David Axelrod Unloads on Decision to Free Jussie Smollett After ‘Insidious’ Hoax

NEW YORK, NY - SEPTEMBER 18: David Axelrod, Director, Institute of Politics, The University of Chicago, speaks at The 2017 Concordia Annual Summit at Grand Hyatt New York on September 18, 2017 in New York City. (Photo by Paul Morigi/Getty Images for Concordia Summit)
Paul Morigi/Getty Images for Concordia Summit, Nuccio DiNuzzo/Getty
JOSHUA CAPLAN

David Axelrod, who served as senior adviser to former President Barack Obama, lamented the decision of Illinois prosecutors to drop all charges against Empire actor Jussie Smollett, stating the ordeal shows a well-connected celebrity could fake a hate crime against oneself without facing repercussions.

Prosecutors on Tuesday abruptly dropped all charges against Jussie Smollett, abandoning the case barely five weeks after the “Empire” actor was accused of lying to police about being the target of a racist, anti-gay attack in downtown Chicago. Smollett’s attorneys said his record had “been wiped clean” of the 16 felony counts related to making a false report that he was assaulted by two men.

“You can contrive a hate crime, make it a national news [sic], get caught and-if you are a well-connected celebrity-get off for $10K and have your record expunged and files sealed,” Axelrod said in the first of three tweets on the subject.

Axelrod noted that prosecutors had not exonerated Smollett of any wrongdoing, but rather dismissed his case due to previous community service done by the actor in an unrelated case. Thus, the reason the Empire actor sacrificed his bond, the Democrat operative turned podcaster explained to his more than one million Twitter followers.

Axelrod then called the staging of hate crimes “insidious” and something perpetrators should be held accountable for, and called on prosecutors to release evidence justifying the reversal of their decision to charge Smollett.

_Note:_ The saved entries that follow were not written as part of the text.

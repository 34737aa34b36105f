use bevy::prelude::*;

/// Ordering of the buoyancy systems inside `FixedUpdate`.
#[derive(SystemSet, Debug, Clone, PartialEq, Eq, Hash)]
pub enum BuoyancySet {
    /// External wave drivers write vertex heights.
    Displace,
    /// Water surfaces rebuild their world-space triangles.
    Refresh,
    /// Trigger enter/exit events move bodies between dry and wet.
    Contacts,
    /// Buoyancy forces and drag are written to the bodies.
    Forces,
}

“Hate crimes are loathsome. Faking them is insidious and shouldn’t be excused. Despite Smollett’s denials, nothing the prosecutor said in dismissing the case supports that. If prosecutors have evidence that contradicts the indictment THEY brought, they should share it today,” he said.

It was not immediately clear what prompted the decision to dismiss the case. In a statement, the Cook County prosecutors’ office offered no detailed explanation. The city will keep the $10,000 in bail money that Smollett paid to get out of jail after his arrest.

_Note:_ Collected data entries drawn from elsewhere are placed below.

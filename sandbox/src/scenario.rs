use std::fs::{self, File};
use std::io::Write;
use std::path::Path;

use bevy::prelude::*;
use bevy_log::info;
use bevy_rapier3d::prelude::Collider;
use buoyancy::{Drag, FloatingConfig, GridConfig, SurfaceLookup, DEFAULT_GRAVITY};
use ron::de::from_str;
use ron::ser::PrettyConfig;
use serde::{Deserialize, Serialize};

use crate::waves::GerstnerWaveParams;

/// Collision shape of a sandbox body.
#[derive(Debug, Clone, PartialEq, Serialize, Deserialize)]
pub enum ShapeSpec {
    Cuboid { half_extents: Vec3 },
    Ball { radius: f32 },
    Capsule { half_height: f32, radius: f32 },
    Cylinder { half_height: f32, radius: f32 },
}

impl ShapeSpec {
    pub fn collider(&self) -> Collider {
        match self {
            ShapeSpec::Cuboid { half_extents } => {
                Collider::cuboid(half_extents.x, half_extents.y, half_extents.z)
            }
            ShapeSpec::Ball { radius } => Collider::ball(*radius),
            ShapeSpec::Capsule {
                half_height,
                radius,
            } => Collider::capsule_y(*half_height, *radius),
            ShapeSpec::Cylinder {
                half_height,
                radius,
            } => Collider::cylinder(*half_height, *radius),
        }
    }
}

#[derive(Debug, Clone, PartialEq, Serialize, Deserialize)]
#[serde(default)]
pub struct WaterSpec {
    pub grid: GridConfig,
    /// World position of the grid's first vertex
    pub origin: Vec3,
    pub density: f32,
    /// Depth of the trigger region below the surface
    pub depth: f32,
    pub lookup: SurfaceLookup,
    /// `None` keeps the surface flat
    pub waves: Option<GerstnerWaveParams>,
}

impl Default for WaterSpec {
    fn default() -> Self {
        Self {
            grid: GridConfig {
                rows: 24,
                columns: 24,
                cell_size: 1.0,
            },
            origin: Vec3::new(-12.0, 0.0, -12.0),
            density: buoyancy::DEFAULT_WATER_DENSITY,
            depth: buoyancy::physics::rapier::constants::DEFAULT_WATER_DEPTH,
            lookup: SurfaceLookup::Triangles,
            waves: Some(GerstnerWaveParams::default()),
        }
    }
}

#[derive(Debug, Clone, PartialEq, Serialize, Deserialize)]
#[serde(default)]
pub struct BodySpec {
    pub name: String,
    pub shape: ShapeSpec,
    pub position: Vec3,
    /// Euler angles in degrees (XYZ order)
    pub rotation: Vec3,
    /// `None` derives the mass from the collider with unit density
    pub mass: Option<f32>,
    pub floating: FloatingConfig,
    pub dry_drag: Drag,
}

impl Default for BodySpec {
    fn default() -> Self {
        Self {
            name: "crate".to_string(),
            shape: ShapeSpec::Cuboid {
                half_extents: Vec3::splat(0.5),
            },
            position: Vec3::new(0.0, 3.0, 0.0),
            rotation: Vec3::ZERO,
            mass: Some(0.5),
            floating: FloatingConfig::default(),
            dry_drag: Drag::new(0.0, 0.05),
        }
    }
}

impl BodySpec {
    pub fn transform(&self) -> Transform {
        let rotation = Quat::from_euler(
            EulerRot::XYZ,
            self.rotation.x.to_radians(),
            self.rotation.y.to_radians(),
            self.rotation.z.to_radians(),
        );
        Transform::from_translation(self.position).with_rotation(rotation)
    }
}

/// Everything the sandbox needs to set up a run.
#[derive(Resource, Debug, Clone, PartialEq, Serialize, Deserialize)]
#[serde(default)]
pub struct Scenario {
    pub name: String,
    pub gravity: Vec3,
    /// Fixed ticks to simulate before exiting
    pub ticks: u32,
    /// Ticks between two state reports
    pub report_every: u32,
    /// Maximum random horizontal offset applied to each body
    pub position_jitter: f32,
    pub seed: Option<u64>,
    pub water: WaterSpec,
    pub bodies: Vec<BodySpec>,
}

impl Default for Scenario {
    fn default() -> Self {
        Self {
            name: "default".to_string(),
            gravity: DEFAULT_GRAVITY,
            ticks: 600,
            report_every: 60,
            position_jitter: 0.0,
            seed: None,
            water: WaterSpec::default(),
            bodies: vec![
                BodySpec::default(),
                BodySpec {
                    name: "buoy".to_string(),
                    shape: ShapeSpec::Ball { radius: 0.6 },
                    position: Vec3::new(4.0, 2.0, -3.0),
                    mass: Some(0.3),
                    floating: FloatingConfig::default().with_voxel_size(0.25),
                    ..default()
                },
                BodySpec {
                    name: "log".to_string(),
                    shape: ShapeSpec::Capsule {
                        half_height: 1.5,
                        radius: 0.3,
                    },
                    position: Vec3::new(-4.0, 2.5, 2.0),
                    rotation: Vec3::new(0.0, 0.0, 80.0),
                    mass: Some(0.4),
                    floating: FloatingConfig::default()
                        .with_density(0.6)
                        .with_voxel_size(0.2),
                    ..default()
                },
            ],
        }
    }
}

/// Loads a scenario from a RON file, or the built-in default scenario when no
/// path is given or the file does not exist.
pub fn load_scenario(path: Option<&Path>) -> Result<Scenario, Box<dyn std::error::Error>> {
    let Some(path) = path else {
        info!("No scenario file given, using the default scenario");
        return Ok(Scenario::default());
    };

    if !path.exists() {
        info!(
            "Scenario file not found: {}. Using the default scenario.",
            path.display()
        );
        return Ok(Scenario::default());
    }

    let contents: String = fs::read_to_string(path)?;
    let scenario: Scenario = from_str(&contents)?;

    info!("Loaded scenario {} from {}", scenario.name, path.display());

    Ok(scenario)
}

pub fn save_scenario(scenario: &Scenario, path: &Path) -> Result<(), Box<dyn std::error::Error>> {
    let pretty_config = PrettyConfig::new()
        .with_depth_limit(4)
        .with_separate_tuple_members(false)
        .with_enumerate_arrays(false);

    let serialized = ron::ser::to_string_pretty(scenario, pretty_config)?;
    let mut file = File::create(path)?;
    file.write_all(serialized.as_bytes())?;
    info!("Scenario {} saved to {}", scenario.name, path.display());
    Ok(())
}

“After reviewing all of the facts and circumstances of the case, including Mr. Smollett’s volunteer service in the community and agreement to forfeit his bond to the City of Chicago, we believe this outcome is a just disposition and appropriate resolution to this case,” the statement from spokeswoman Tandra Simonton said.

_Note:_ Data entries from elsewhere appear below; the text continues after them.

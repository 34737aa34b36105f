//! Voxel decomposition of floating bodies.
//!
//! A body's local bounding box is cut into a regular lattice whose cell size
//! is a fixed fraction of the box. Each cell center is kept only if the
//! body's [`InsideTest`] accepts it. The result is computed once per body,
//! in body-local space, and sampled against the water every step.

pub mod inside;

use bevy::math::{Mat3, Quat, UVec3, Vec3};
use bevy_log::debug;
use serde::{Deserialize, Serialize};

pub use inside::{InsideTest, RayToCenter, ShapeQuery};

use crate::error::{BuoyancyError, Result};

/// Axis-aligned box in a body's local space.
#[derive(Debug, Clone, Copy, PartialEq, Serialize, Deserialize)]
pub struct LocalBounds {
    pub min: Vec3,
    pub max: Vec3,
}

impl LocalBounds {
    pub fn new(min: Vec3, max: Vec3) -> Self {
        Self {
            min: min.min(max),
            max: min.max(max),
        }
    }

    /// Box of the given full `size` centered on `center`.
    pub fn from_center_size(center: Vec3, size: Vec3) -> Self {
        Self::new(center - size * 0.5, center + size * 0.5)
    }

    pub fn size(&self) -> Vec3 {
        self.max - self.min
    }

    pub fn center(&self) -> Vec3 {
        (self.min + self.max) * 0.5
    }

    /// Inclusive containment test.
    pub fn contains(&self, point: Vec3) -> bool {
        point.cmpge(self.min).all() && point.cmple(self.max).all()
    }

    /// Vertical extent of the world-aligned box enclosing this box once
    /// rotated by `rotation`.
    pub fn world_height(&self, rotation: Quat) -> f32 {
        Mat3::from_quat(rotation).row(1).abs().dot(self.size())
    }
}

/// Voxel centers surviving the inside test, in body-local space.
#[derive(Debug, Clone, PartialEq)]
pub struct VoxelLattice {
    voxel_size: Vec3,
    resolution: UVec3,
    voxels: Vec<Vec3>,
}

impl VoxelLattice {
    /// Extent of one voxel along each axis.
    pub fn voxel_size(&self) -> Vec3 {
        self.voxel_size
    }

    /// Number of candidate cells along each axis before filtering.
    pub fn resolution(&self) -> UVec3 {
        self.resolution
    }

    pub fn voxels(&self) -> &[Vec3] {
        &self.voxels
    }

    pub fn len(&self) -> usize {
        self.voxels.len()
    }

    pub fn is_empty(&self) -> bool {
        self.voxels.is_empty()
    }
}

/// Builds [`VoxelLattice`]s for a given normalized voxel size.
#[derive(Debug, Clone, Copy, PartialEq)]
pub struct Voxelizer {
    normalized_voxel_size: f32,
}

impl Voxelizer {
    /// `normalized_voxel_size` is the voxel edge as a fraction of the bounding
    /// box edge, in `(0, 1]`.
    pub fn new(normalized_voxel_size: f32) -> Result<Self> {
        if !(normalized_voxel_size > 0.0 && normalized_voxel_size <= 1.0) {
            return Err(BuoyancyError::InvalidVoxelSize(normalized_voxel_size));
        }
        Ok(Self {
            normalized_voxel_size,
        })
    }

    pub fn normalized_voxel_size(&self) -> f32 {
        self.normalized_voxel_size
    }

    pub fn voxel_size(&self, bounds: &LocalBounds) -> Vec3 {
        bounds.size() * self.normalized_voxel_size
    }

    /// Candidate cells per axis. Flat axes get a single cell.
    pub fn resolution(&self, bounds: &LocalBounds) -> UVec3 {
        let size = bounds.size();
        let voxel_size = self.voxel_size(bounds);
        let axis = |extent: f32, step: f32| -> u32 {
            if extent <= f32::EPSILON || step <= 0.0 {
                1
            } else {
                ((extent / step).round() as u32).max(1)
            }
        };
        UVec3::new(
            axis(size.x, voxel_size.x),
            axis(size.y, voxel_size.y),
            axis(size.z, voxel_size.z),
        )
    }

    /// Voxelizes `shape` using the ray-to-origin inside test.
    pub fn build(&self, shape: &impl ShapeQuery) -> VoxelLattice {
        self.build_with(shape.local_bounds(), &RayToCenter::new(shape))
    }

    /// Voxelizes `bounds`, keeping the centers accepted by `inside`.
    pub fn build_with(&self, bounds: LocalBounds, inside: &impl InsideTest) -> VoxelLattice {
        let voxel_size = self.voxel_size(&bounds);
        let resolution = self.resolution(&bounds);

        let mut voxels = Vec::new();
        for i in 0..resolution.x {
            for j in 0..resolution.y {
                for k in 0..resolution.z {
                    let offset = Vec3::new(i as f32, j as f32, k as f32) + Vec3::splat(0.5);
                    let center = bounds.min + voxel_size * offset;
                    if inside.is_inside(center) {
                        voxels.push(center);
                    }
                }
            }
        }

        debug!(
            "Voxelized {:?} into {}/{} voxels of size {:?}",
            bounds.size(),
            voxels.len(),
            resolution.x * resolution.y * resolution.z,
            voxel_size
        );

        VoxelLattice {
            voxel_size,
            resolution,
            voxels,
        }
    }
}

#[cfg(test)]
mod tests {
    use super::*;
    use bevy::math::Quat;
    use bevy_rapier3d::prelude::Collider;

    struct Everything;

    impl InsideTest for Everything {
        fn is_inside(&self, _point: Vec3) -> bool {
            true
        }
    }

    #[test]
    fn test_world_height_follows_rotation() {
        let bounds = LocalBounds::from_center_size(Vec3::ZERO, Vec3::new(0.6, 3.6, 0.6));
        assert!((bounds.world_height(Quat::IDENTITY) - 3.6).abs() < 1e-6);

        let lying = bounds.world_height(Quat::from_rotation_z(80f32.to_radians()));
        let expected = 0.6 * 80f32.to_radians().sin() + 3.6 * 80f32.to_radians().cos();
        assert!((lying - expected).abs() < 1e-5, "Expected {expected}, got {lying}");
        assert!((lying - 1.216).abs() < 1e-3);

        let flat = bounds.world_height(Quat::from_rotation_x(90f32.to_radians()));
        assert!((flat - 0.6).abs() < 1e-5, "Got {flat}");
    }

    #[test]
    fn test_rejects_invalid_voxel_size() {
        assert!(Voxelizer::new(0.0).is_err());
        assert!(Voxelizer::new(-0.5).is_err());
        assert!(Voxelizer::new(1.5).is_err());
        assert!(Voxelizer::new(f32::NAN).is_err());
        assert!(Voxelizer::new(1.0).is_ok());
    }

    #[test]
    fn test_full_lattice_layout() {
        let bounds = LocalBounds::from_center_size(Vec3::ZERO, Vec3::new(2.0, 1.0, 4.0));
        let lattice = Voxelizer::new(0.5).unwrap().build_with(bounds, &Everything);

        assert_eq!(lattice.resolution(), UVec3::splat(2));
        assert_eq!(lattice.len(), 8);
        assert_eq!(lattice.voxel_size(), Vec3::new(1.0, 0.5, 2.0));
        assert_eq!(lattice.voxels()[0], Vec3::new(-0.5, -0.25, -1.0));
        assert!(lattice.voxels().iter().all(|voxel| bounds.contains(*voxel)));
    }

    #[test]
    fn test_flat_axis_gets_single_layer() {
        let bounds = LocalBounds::new(Vec3::new(-1.0, 0.0, -1.0), Vec3::new(1.0, 0.0, 1.0));
        let voxelizer = Voxelizer::new(0.25).unwrap();
        assert_eq!(voxelizer.resolution(&bounds), UVec3::new(4, 1, 4));

        let lattice = voxelizer.build_with(bounds, &Everything);
        assert_eq!(lattice.len(), 16);
        assert!(lattice.voxels().iter().all(|voxel| voxel.y == 0.0));
    }

    #[test]
    fn test_box_count_decreases_with_voxel_size() {
        let collider = Collider::cuboid(0.5, 0.5, 0.5);
        let counts: Vec<usize> = [0.1, 0.25, 0.5, 1.0]
            .into_iter()
            .map(|size| Voxelizer::new(size).unwrap().build(&collider).len())
            .collect();

        assert_eq!(counts, vec![1000, 64, 8, 1]);
        assert!(counts.windows(2).all(|pair| pair[0] > pair[1]));
    }

    #[test]
    fn test_hollow_shape_has_no_voxels_at_full_size() {
        let wall = |offset: Vec3, half: Vec3| {
            (offset, Quat::IDENTITY, Collider::cuboid(half.x, half.y, half.z))
        };
        let frame = Collider::compound(vec![
            wall(Vec3::new(0.95, 0.0, 0.0), Vec3::new(0.05, 0.5, 1.0)),
            wall(Vec3::new(-0.95, 0.0, 0.0), Vec3::new(0.05, 0.5, 1.0)),
            wall(Vec3::new(0.0, 0.0, 0.95), Vec3::new(1.0, 0.5, 0.05)),
            wall(Vec3::new(0.0, 0.0, -0.95), Vec3::new(1.0, 0.5, 0.05)),
        ]);

        let lattice = Voxelizer::new(1.0).unwrap().build(&frame);
        assert!(lattice.is_empty());
        assert_eq!(lattice.resolution(), UVec3::ONE);
    }

    #[test]
    fn test_ball_keeps_only_inner_voxels() {
        let ball = Collider::ball(1.0);
        let lattice = Voxelizer::new(0.2).unwrap().build(&ball);

        assert_eq!(lattice.resolution(), UVec3::splat(5));
        assert!(!lattice.is_empty());
        assert!(lattice.len() < 125);
        assert!(lattice.voxels().iter().all(|voxel| voxel.length() <= 1.0 + 1e-4));
    }
}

Outside court, neither Smollett nor his legal team appeared to concede anything about his original report.

“I would not be my mother’s son if I was capable of one drop of what I was being accused of,” Smollett told reporters after a court hearing. He thanked the state of Illinois “for attempting to do what’s right.”

Defense attorney Patricia Brown Holmes said Smollett was “attacked by two people he was unable to identify” and “was a victim who was vilified and made to appear as a perpetrator.”

Authorities alleged that Smollett, who is black and gay, knew the men and arranged for them to pretend to attack him.

Chicago Mayor Rahm Emanuel, who is in his final weeks in office after two terms, said the city saw its reputation “dragged through the mud” by Smollett’s plan to promote his career. The hoax, the mayor said, could endanger other gay people who report hate crimes.

“Mr. Smollett is still saying that he is innocent, still running down the Chicago police department. How dare him? How dare him? After everybody saw––and I want to remind you, this is not the superintendent’s word against his. The grand jury, a sliver of the evidence, and they came to a conclusion as did the state attorney’s office,” an emotional Emanuel said. “This is not the superintendent and the detectives’ department word against his. And even after this whitewash, there is still no sense of ownership of what he’s done. He says that, in fact, he is the wronged in this case. This is an unbelievable not just whitewash of justice.”
Police Superintendent Eddie Johnson stood by the department’s investigation and said Chicago is “is still owed an apology.”

“I’ve heard that they wanted their day in court with TV cameras so that America could know the truth. They chose to hide behind secrecy and broker a deal to circumvent the judicial system,” Johnson said at a graduation ceremony for new police cadets.

Chicago’s top prosecutor, Cook County State’s Attorney Kim Foxx, recused herself from the investigation, citing conversations she had with a Smollett family member.

Smollett was accused of falsely reporting to authorities that he was attacked around 2 a.m. on January 29 in downtown Chicago. The actor claimed two men hurled racist and homophobic insults at him and doused him with an unknown chemical substance. He also told officers his assailants place a thin noose around his neck and shouted “This is MAGA country!” before fleeing. Investigators said he made the report because he was unhappy with his pay on Empire and believed it would promote his career.

The Associated Press contributed to this report.